Cachexia occurs in the majority of cancer patients before death. It is the result of major metabolic changes produced by tumor-released substances as well as by cytokines and some endogenous peptides. The most significant clinical manifestation is profound anorexia. Aggressive parenteral nutrition has not been able to increase patient survival or produce any significant symptomatic improvement. Recent research, therefore, has focused on drugs that might result in symptomatic improvement, even if no significant nutritional changes are detected. Corticosteroids have been shown to increase appetite for a brief period of time, but they do not appear to improve caloric intake or nutritional status.
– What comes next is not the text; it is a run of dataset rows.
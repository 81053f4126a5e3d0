//! The client handle: construction, session identity, and the public
//! request surface.
//!
//! [`Client::connect`] dials, spawns the connection tasks, and runs the
//! session handshake before returning — a constructed client is always a
//! handshaken one. The resumption token returned by the handshake is
//! remembered and replayed on every later handshake, so the service can
//! restore the session association across reconnects.

use std::sync::Arc;

use parking_lot::RwLock;
use serde::{Deserialize, Serialize};
use serde_json::Value;
use tokio::sync::{broadcast, mpsc, watch};
use tokio_util::sync::CancellationToken;
use tracing::{debug, info};

use crate::config::Config;
use crate::correlator::Correlator;
use crate::errors::{Error, Result};
use crate::events;
use crate::frame;
use crate::supervisor::{ConnectionState, Supervisor};
use crate::transport::{Connector, WsConnector};

/// Capacity of the `reconnected` notification channel.
const RECONNECTED_CAPACITY: usize = 8;

// ─────────────────────────────────────────────────────────────────────────────
// Session identity
// ─────────────────────────────────────────────────────────────────────────────

/// Credential plus the resumption token learned from the handshake.
///
/// The token is written only by whichever task completes a handshake and
/// read only when composing the next one.
pub(crate) struct SessionState {
    api_key: String,
    token: RwLock<Option<String>>,
}

impl SessionState {
    pub fn new(api_key: String) -> Self {
        Self {
            api_key,
            token: RwLock::new(None),
        }
    }

    pub fn api_key(&self) -> &str {
        &self.api_key
    }

    pub fn token(&self) -> Option<String> {
        self.token.read().clone()
    }

    pub fn store_token(&self, token: String) {
        *self.token.write() = Some(token);
    }
}

/// Handshake request payload.
#[derive(Serialize)]
struct HandshakeRequest<'a> {
    #[serde(rename = "apiKey")]
    api_key: &'a str,
    #[serde(rename = "connectionSessionUUID", skip_serializing_if = "Option::is_none")]
    connection_session_uuid: Option<String>,
}

/// Handshake response payload.
#[derive(Deserialize)]
struct HandshakeResponse {
    #[serde(rename = "connectionSessionUUID")]
    connection_session_uuid: String,
}

/// One handshake round-trip: present the credential (and any remembered
/// resumption token), store the token that comes back.
pub(crate) async fn run_handshake(
    correlator: &Correlator,
    session: &SessionState,
    cancel: &CancellationToken,
) -> Result<String> {
    let request = HandshakeRequest {
        api_key: session.api_key(),
        connection_session_uuid: session.token(),
    };
    let payload = serde_json::to_value(&request).map_err(|e| Error::Encode {
        reason: e.to_string(),
    })?;

    let value = correlator
        .send_and_await(
            cancel,
            events::NEW_CONNECTION,
            events::NEW_CONNECTION_SESSION_UUID,
            &payload,
        )
        .await?;

    let response: HandshakeResponse =
        serde_json::from_value(value).map_err(|e| Error::Decode {
            reason: e.to_string(),
        })?;
    session.store_token(response.connection_session_uuid.clone());
    debug!(session = %response.connection_session_uuid, "handshake complete");
    Ok(response.connection_session_uuid)
}

// ─────────────────────────────────────────────────────────────────────────────
// Client
// ─────────────────────────────────────────────────────────────────────────────

/// Handle to one persistent connection.
///
/// Cheap to share behind an `Arc`; all request methods take `&self` and
/// may run concurrently — with the one documented restriction that only a
/// single exchange per response event name may be outstanding at a time.
pub struct Client {
    pub(crate) config: Config,
    pub(crate) correlator: Arc<Correlator>,
    session: Arc<SessionState>,
    state_rx: watch::Receiver<ConnectionState>,
    reconnected_tx: broadcast::Sender<()>,
    shutdown: CancellationToken,
}

impl Client {
    /// Connect to the production service (or `config.endpoint`).
    ///
    /// Returns once dial and handshake both succeeded; either failing is
    /// fatal to construction and nothing keeps running afterwards.
    pub async fn connect(config: Config) -> Result<Self> {
        Self::connect_with(config, Arc::new(WsConnector)).await
    }

    /// Connect through a custom [`Connector`]. Tests use this seam to
    /// drive the engine without a live service.
    pub async fn connect_with(config: Config, connector: Arc<dyn Connector>) -> Result<Self> {
        config.validate()?;

        let (state_tx, state_rx) = watch::channel(ConnectionState::Connecting);
        let state_tx = Arc::new(state_tx);
        let (reconnected_tx, _) = broadcast::channel(RECONNECTED_CAPACITY);
        let (disruption_tx, disruption_rx) = mpsc::channel(4);
        let shutdown = CancellationToken::new();

        let correlator = Arc::new(Correlator::new(config.request_timeout));
        let session = Arc::new(SessionState::new(config.api_key.clone()));

        // startup dial failure is fatal; no retry at this stage
        let (sink, stream) = connector.connect(&config.endpoint).await?;

        let mut supervisor = Supervisor::new(
            connector,
            correlator.clone(),
            session.clone(),
            config.clone(),
            state_tx.clone(),
            reconnected_tx.clone(),
            disruption_tx,
            shutdown.clone(),
        );
        let epoch = supervisor.spawn_epoch(sink, stream);
        tokio::spawn(supervisor.run(epoch, disruption_rx));

        // startup handshake failure is equally fatal: tear the tasks down
        // and report, never hand out a half-initialized client
        match run_handshake(&correlator, &session, &shutdown).await {
            Ok(token) => {
                let _ = state_tx.send_replace(ConnectionState::Connected);
                info!(session = %token, "connected");
            }
            Err(err) => {
                shutdown.cancel();
                return Err(err);
            }
        }

        Ok(Self {
            config,
            correlator,
            session,
            state_rx,
            reconnected_tx,
            shutdown,
        })
    }

    /// Current lifecycle state.
    #[must_use]
    pub fn state(&self) -> ConnectionState {
        self.state_rx.borrow().clone()
    }

    /// Watch lifecycle state changes.
    #[must_use]
    pub fn watch_state(&self) -> watch::Receiver<ConnectionState> {
        self.state_rx.clone()
    }

    /// Subscribe to successful-reconnect notifications.
    #[must_use]
    pub fn reconnected(&self) -> broadcast::Receiver<()> {
        self.reconnected_tx.subscribe()
    }

    /// The credential this client presents.
    #[must_use]
    pub fn api_key(&self) -> &str {
        self.session.api_key()
    }

    /// The resumption token from the most recent handshake.
    #[must_use]
    pub fn session_uuid(&self) -> Option<String> {
        self.session.token()
    }

    /// Whether a handshaken connection is currently live.
    #[must_use]
    pub fn connected(&self) -> bool {
        self.state() == ConnectionState::Connected && self.session.token().is_some()
    }

    /// Send one event without awaiting any response.
    pub async fn send_event(&self, event: &str, payload: &Value) -> Result<()> {
        let text = frame::encode_envelope(event, payload)?;
        self.correlator.send_raw(text).await
    }

    /// Send `{event: payload}` and await the named response event.
    ///
    /// Resolves with exactly one of: the matched payload, a typed error
    /// (remote error frame, decode failure, write failure), a timeout
    /// tagged with `event`, or [`Error::Cancelled`] when `cancel` fires —
    /// cancellation wins any simultaneous race. Only one exchange per
    /// `response_event` may be outstanding at a time; a second concurrent
    /// call fails with [`Error::ExchangeInFlight`].
    pub async fn send_and_await(
        &self,
        cancel: &CancellationToken,
        event: &str,
        response_event: &str,
        payload: &Value,
    ) -> Result<Value> {
        self.correlator
            .send_and_await(cancel, event, response_event, payload)
            .await
    }

    /// Shut down: stop the supervisor and both connection tasks.
    pub fn close(&self) {
        self.shutdown.cancel();
    }
}

impl Drop for Client {
    fn drop(&mut self) {
        self.shutdown.cancel();
    }
}

impl std::fmt::Debug for Client {
    fn fmt(&self, f: &mut std::fmt::Formatter<'_>) -> std::fmt::Result {
        f.debug_struct("Client")
            .field("state", &self.state())
            .field("session", &self.session_uuid())
            .finish_non_exhaustive()
    }
}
In addition to appetite stimulation, corticosteroids also improve a number of other symptoms transiently. Progestational drugs have been found in a number of studies to increase appetite, caloric intake, and nutritional status. The most effective type and dose of progestational drugs have not been clearly established. Cyproheptadine, hydrazine sulfate, and cannabinoids have all been suggested to have beneficial effects on appetite; their effectiveness, however, needs to be confirmed in prospective, controlled trials. Some of these trials are currently under way. Current data suggest that megestrol acetate or other progestational agents could be useful--because of effects on not only appetite but also overall nutritional status--in patients who have profound anorexia as the main manifestation of cachexia, provided expected survival can be measured in weeks or months. In patients with shorter expected survival or those who have problems tolerating progestational drugs, a brief course of corticosteroids may provide short-term symptomatic effects. Future studies should focus on (1) improving understanding of both the pathophysiology of cancer cachexia and the interaction of some of the major syndromes of terminal cancer--e.g., pain, cachexia, and cognitive failure--and (2) characterizing the symptomatic effects of different drugs more completely.